Fluoroscopically guided transforaminal epidural dry needling for lumbar spinal stenosis using a specially designed needle

BACKGROUND: This report describes the methodological approach and clinical application of a minimally invasive intervention to treat lumbar spinal stenosis (LSS). METHODS: Thirty-four patients with LSS underwent fluoroscopically guided transforaminal epidural dry needling using a specially designed flexed Round Needle. The needle was inserted 8-12 cm lateral to the midline at the level of the stenosis and advanced to a position between the anterior side of the facet joint and pedicle up to the outer-third of the pedicle. The needle was advanced medially and backed laterally within a few millimetres along the canal side of the inferior articular process between the facet joint and pedicle. The procedure was completed when a marked reduction in resistance was felt at the tip of the needle. The procedure was performed bilaterally at the level of the stenosis. RESULTS: The average follow-up period was 12.9 ± 1.1 months.

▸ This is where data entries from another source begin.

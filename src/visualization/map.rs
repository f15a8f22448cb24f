//! World map backdrop: camera, graticule and the on-screen legend

use bevy::asset::LoadState;
use bevy::prelude::*;
use bevy::window::PrimaryWindow;

use super::config::MapConfig;
use super::projection::MapProjection;

/// Marker for the legend text node in the top-left corner
#[derive(Component)]
pub struct MapLabel;

/// Marker for the world image sprite behind the gizmos
#[derive(Component)]
pub struct Basemap;

pub struct MapPlugin;

impl Plugin for MapPlugin {
    fn build(&self, app: &mut App) {
        app.init_resource::<MapConfig>()
            .add_systems(Startup, setup_map)
            .add_systems(
                Update,
                (
                    basemap_fallback_system,
                    fit_basemap_system,
                    draw_graticule_system,
                ),
            );
    }
}

fn setup_map(mut commands: Commands, config: Res<MapConfig>, asset_server: Res<AssetServer>) {
    commands.insert_resource(ClearColor(config.background));
    commands.spawn(Camera2d);
    if let Some(path) = &config.basemap {
        info!("Loading basemap {path}");
        commands.spawn((
            Sprite {
                image: asset_server.load(path.clone()),
                ..default()
            },
            Transform::from_xyz(0.0, 0.0, -10.0),
            Basemap,
        ));
    }
    commands.spawn((
        Text::new(""),
        TextFont {
            font_size: 16.0,
            ..default()
        },
        TextColor(Color::BLACK),
        Node {
            position_type: PositionType::Absolute,
            top: Val::Px(8.0),
            left: Val::Px(8.0),
            ..default()
        },
        MapLabel,
    ));
}

/// Projection fitted to the primary window, if there is one
pub fn window_projection(
    windows: &Query<&Window, With<PrimaryWindow>>,
    config: &MapConfig,
) -> Option<MapProjection> {
    let window = windows.single().ok()?;
    Some(MapProjection::fit(
        window.width(),
        window.height(),
        config.margin_px,
    ))
}

/// Drop the basemap sprite when its image cannot be loaded
fn basemap_fallback_system(
    mut commands: Commands,
    asset_server: Res<AssetServer>,
    basemaps: Query<(Entity, &Sprite), With<Basemap>>,
) {
    for (entity, sprite) in &basemaps {
        if let LoadState::Failed(err) = asset_server.load_state(sprite.image.id()) {
            warn!("Basemap unavailable, drawing the graticule only: {err}");
            commands.entity(entity).despawn();
        }
    }
}

fn fit_basemap_system(
    config: Res<MapConfig>,
    windows: Query<&Window, With<PrimaryWindow>>,
    mut basemaps: Query<&mut Sprite, With<Basemap>>,
) {
    let Some(proj) = window_projection(&windows, &config) else {
        return;
    };
    for mut sprite in &mut basemaps {
        fit_basemap(&mut sprite, &proj);
    }
}

/// Stretch the world image over the projected map extent
pub fn fit_basemap(sprite: &mut Sprite, proj: &MapProjection) {
    let size = proj.size();
    if sprite.custom_size != Some(size) {
        sprite.custom_size = Some(size);
    }
}

fn draw_graticule_system(
    mut gizmos: Gizmos,
    config: Res<MapConfig>,
    windows: Query<&Window, With<PrimaryWindow>>,
) {
    let Some(proj) = window_projection(&windows, &config) else {
        return;
    };
    let step = config.graticule_step_deg.max(1) as usize;

    for lon in (-180..=180).step_by(step) {
        gizmos.line_2d(
            proj.project_deg(lon as f64, -90.0),
            proj.project_deg(lon as f64, 90.0),
            config.graticule_color,
        );
    }
    for lat in (-90..=90).step_by(step) {
        let color = if lat == 0 {
            config.equator_color
        } else {
            config.graticule_color
        };
        gizmos.line_2d(
            proj.project_deg(-180.0, lat as f64),
            proj.project_deg(180.0, lat as f64),
            color,
        );
    }
    gizmos.rect_2d(Isometry2d::IDENTITY, proj.size(), config.frame_color);
}

/// Lower-case key name as understood by `SessionEvent::from_key_name`
pub fn key_name(key: &KeyCode) -> String {
    let debug = format!("{key:?}");
    match debug.strip_prefix("Key") {
        Some(letter) if letter.len() == 1 => letter.to_ascii_lowercase(),
        _ => debug.to_ascii_lowercase(),
    }
}

/// Exit on Escape or Q
pub fn exit_on_key_system(keys: Res<ButtonInput<KeyCode>>, mut exit: MessageWriter<AppExit>) {
    if keys.any_just_pressed([KeyCode::Escape, KeyCode::KeyQ]) {
        info!("Exit requested from keyboard");
        exit.write(AppExit::Success);
    }
}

The visual analogue scale (VAS) pain score was reduced from 7.3 ± 2.0 to 4.6 ± 2.5 points, the Oswestry Disability Index (ODI) score decreased from 41.4 ± 17.2 to 25.5 ± 12.6% and the average self-rated improvement was 52.6 ± 33.1%. The VAS scores indicated that 14 (41.2%) patients reported a "good" to "excellent" treatment response, while 11 (32.4%) had a "good" to "excellent" treatment response on the ODI and 22 (64.7%) had a "good" to "excellent" treatment response on the self-rated improvement scale. CONCLUSIONS: These results suggest that fluoroscopically guided transforaminal epidural dry needling is effective for managing LSS.